The change will begin when our nurses and doctors in various public hospitals change their negative and uncaring attitude to patients’, when they handle all cases professionally and with empathy. Many of the medical personnel don’t care whether a patient needs emergency attention or not and nobody to call them to order because that is the new normal! We like to blame the police, but when you put a vehicle with incomplete vehicles particulars on the road and you don’t want to be arrested you have given life to corruption and it will feed fat on your crooked acts. One of the sensitive places in Nigeria where nothing works because people ensure nothing works is in government secretariat. A project has been approved but they will find avenue to divert the funds approved. And from experiences with civil servants, that is where real change must begin with, treat every case file without expecting to get paid because that is what you are employed to do. Many businesses have been frustrated out of the country simply because of ambiguous policy formulated by civil servants because of personal vendetta and greed.

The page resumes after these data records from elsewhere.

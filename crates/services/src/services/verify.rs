//! Branch verification: confirm a request's branch exists upstream,
//! record its tip, and guard against duplicate submissions of the same
//! revision.

use askama::Template;
use db::models::request::{Request, RequestChanges, RequestState};
use thiserror::Error;
use tracing::error;

use super::{
    engine::Engine,
    git_cli::{GitCliError, RunOpts},
    notify::{
        BranchMissingEmail, UpstreamErrorEmail, VerifyFailureEmail, VerifySuccessEmail,
        review_text,
    },
};

#[derive(Debug, Error)]
pub enum VerifyError {
    #[error(transparent)]
    Store(#[from] sqlx::Error),
    #[error(transparent)]
    Template(#[from] askama::Error),
}

impl Engine {
    /// Some tags modify the workflow and exclude the request from
    /// repository verification entirely.
    pub fn excluded_from_verification(&self, req: &Request) -> bool {
        req.tags
            .overlaps(&self.settings().git.exclude_from_verification)
    }

    pub async fn verify_branch(&self, request_id: i64, base_url: &str) -> Result<(), VerifyError> {
        let pool = self.pool();
        let Some(req) = Request::find_by_id(pool, request_id).await? else {
            // Nothing more can be said without the row.
            error!("git queue worker received a job for non-existent request id {request_id}");
            return Ok(());
        };

        if self.excluded_from_verification(&req) {
            return Ok(());
        }

        if req.branch.is_empty() {
            let msg =
                format!("git queue worker received a job for request with no branch (id {request_id})");
            return self.verify_branch_failure(&req, &msg, base_url).await;
        }

        let Some(sha) = self.sample_branch_tip(&req, true).await else {
            let msg = format!(
                "git queue worker could not get the revision from request branch (id {request_id})"
            );
            return self.verify_branch_failure(&req, &msg, base_url).await;
        };

        if let Some(duplicate) = Request::find_by_revision(pool, &sha).await?
            && duplicate.id != req.id
            && duplicate.state != RequestState::Discarded
        {
            let msg = format!(
                "git queue worker found another request with the same revision sha (ids {} and {})",
                duplicate.id, req.id
            );
            return self.verify_branch_failure(&req, &msg, base_url).await;
        }

        let mut tags = req.tags.clone();
        tags.add("git-ok");
        tags.remove("git-error");
        let changes = RequestChanges {
            tags: Some(tags),
            revision: Some(sha),
            conflicts: None,
        };
        if let Some(updated) = Request::update(pool, req.id, changes).await {
            self.verify_branch_successful(&updated, base_url).await?;
        }
        Ok(())
    }

    async fn verify_branch_successful(
        &self,
        req: &Request,
        base_url: &str,
    ) -> Result<(), VerifyError> {
        let body = VerifySuccessEmail {
            user: &req.user,
            title: &req.title,
            repo: &req.repo,
            branch: &req.branch,
            id: req.id,
            revision: &req.revision,
            review: review_text(req.reviewid),
            base_url,
            reviewboard: &self.settings().reviewboard.servername,
        }
        .render()?;
        let subject = format!("[push] {} - {}", req.user, req.title);
        self.notifier()
            .enqueue_user_email(&[req.user.clone()], &body, &subject)
            .await;

        let id = req.id.to_string();
        let hooks = self.webhooks();
        hooks.associate("pushrequest", &id, "ref", &req.branch).await;
        hooks
            .associate("pushrequest", &id, "commit", &req.revision)
            .await;
        if let Some(reviewid) = req.reviewid {
            hooks
                .associate("pushrequest", &id, "review", &reviewid.to_string())
                .await;
        }
        Ok(())
    }

    async fn verify_branch_failure(
        &self,
        req: &Request,
        failure_msg: &str,
        base_url: &str,
    ) -> Result<(), VerifyError> {
        error!("{failure_msg}");
        let mut tags = req.tags.clone();
        tags.add("git-error");
        tags.remove("git-ok");
        let changes = RequestChanges {
            tags: Some(tags),
            ..Default::default()
        };
        Request::update(self.pool(), req.id, changes).await;

        let body = VerifyFailureEmail {
            user: &req.user,
            title: &req.title,
            repo: &req.repo,
            branch: &req.branch,
            id: req.id,
            revision: &req.revision,
            review: review_text(req.reviewid),
            failure_msg,
            base_url,
            reviewboard: &self.settings().reviewboard.servername,
        }
        .render()?;
        let subject = format!("[push] {} - {}", req.user, req.title);
        self.notifier()
            .enqueue_user_email(&[req.user.clone()], &body, &subject)
            .await;
        Ok(())
    }

    /// Resolve the tip of the request's branch with `ls-remote`. `None`
    /// means the branch could not be resolved; with `alert` set the
    /// request's user is mailed the reason. The poller suppresses the
    /// alert since it samples continuously.
    pub async fn sample_branch_tip(&self, req: &Request, alert: bool) -> Option<String> {
        let url = self.settings().git.repository_url(&req.repo);
        let listing = match self
            .git()
            .run(
                ["ls-remote", "-h", url.as_str(), req.branch.as_str()],
                &RunOpts::default(),
            )
            .await
        {
            Ok(out) => out.stdout,
            Err(err) => {
                let stderr = match &err {
                    GitCliError::CommandFailed { stderr, .. } => stderr.clone(),
                    other => other.to_string(),
                };
                if alert {
                    self.send_upstream_error(req, &stderr).await;
                }
                return None;
            }
        };

        if let Some(sha) = parse_ls_remote(&listing, &req.branch) {
            return Some(sha);
        }
        if alert {
            self.send_branch_missing(req).await;
        }
        None
    }

    async fn send_upstream_error(&self, req: &Request, stderr: &str) {
        let body = UpstreamErrorEmail {
            user: &req.user,
            title: &req.title,
            repo: &req.repo,
            branch: &req.branch,
            stderr,
        }
        .render();
        match body {
            Ok(body) => {
                let subject = format!("[push error] {} - {}", req.user, req.title);
                self.notifier()
                    .enqueue_user_email(&[req.user.clone()], &body, &subject)
                    .await;
            }
            Err(err) => error!("failed to render upstream error mail: {err}"),
        }
    }

    async fn send_branch_missing(&self, req: &Request) {
        let body = BranchMissingEmail {
            user: &req.user,
            title: &req.title,
            repo: &req.repo,
            branch: &req.branch,
        }
        .render();
        match body {
            Ok(body) => {
                let subject = format!("[push error] {} - {}", req.user, req.title);
                self.notifier()
                    .enqueue_user_email(&[req.user.clone()], &body, &subject)
                    .await;
            }
            Err(err) => error!("failed to render branch missing mail: {err}"),
        }
    }
}

/// Pick the SHA for `refs/heads/{branch}` out of `ls-remote` output
/// (whitespace-separated `sha ref` pairs).
fn parse_ls_remote(listing: &str, branch: &str) -> Option<String> {
    let want = format!("refs/heads/{branch}");
    let mut tokens = listing.split_whitespace();
    while let (Some(sha), Some(refname)) = (tokens.next(), tokens.next()) {
        if refname == want {
            return Some(sha.to_string());
        }
    }
    None
}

A sage defined foolishness as an act of doing the same thing over and over again with a view of getting a different result. If we get new sets of people into governance of our beloved nation but fail to change our ways, I am afraid, we will continue to have the same story to tell. Change won’t come because we have PVCs, unless, we subscribe to change and enforce the change from our household and let all of us do the same. The right attitude is taking responsibility and making ourselves accountable to others.
And when we have cleansed our households of all ill-acts, we can get on our immediate streets and get the street clean-up, then, we can now be righteous enough to call out those incompetent demi-gods at the top and send them all back to their respective villages to clean their household and leave governance of our great country in the hand of competent and compassionate people!
Oyeniyi, a content developer, wrote from Lagos.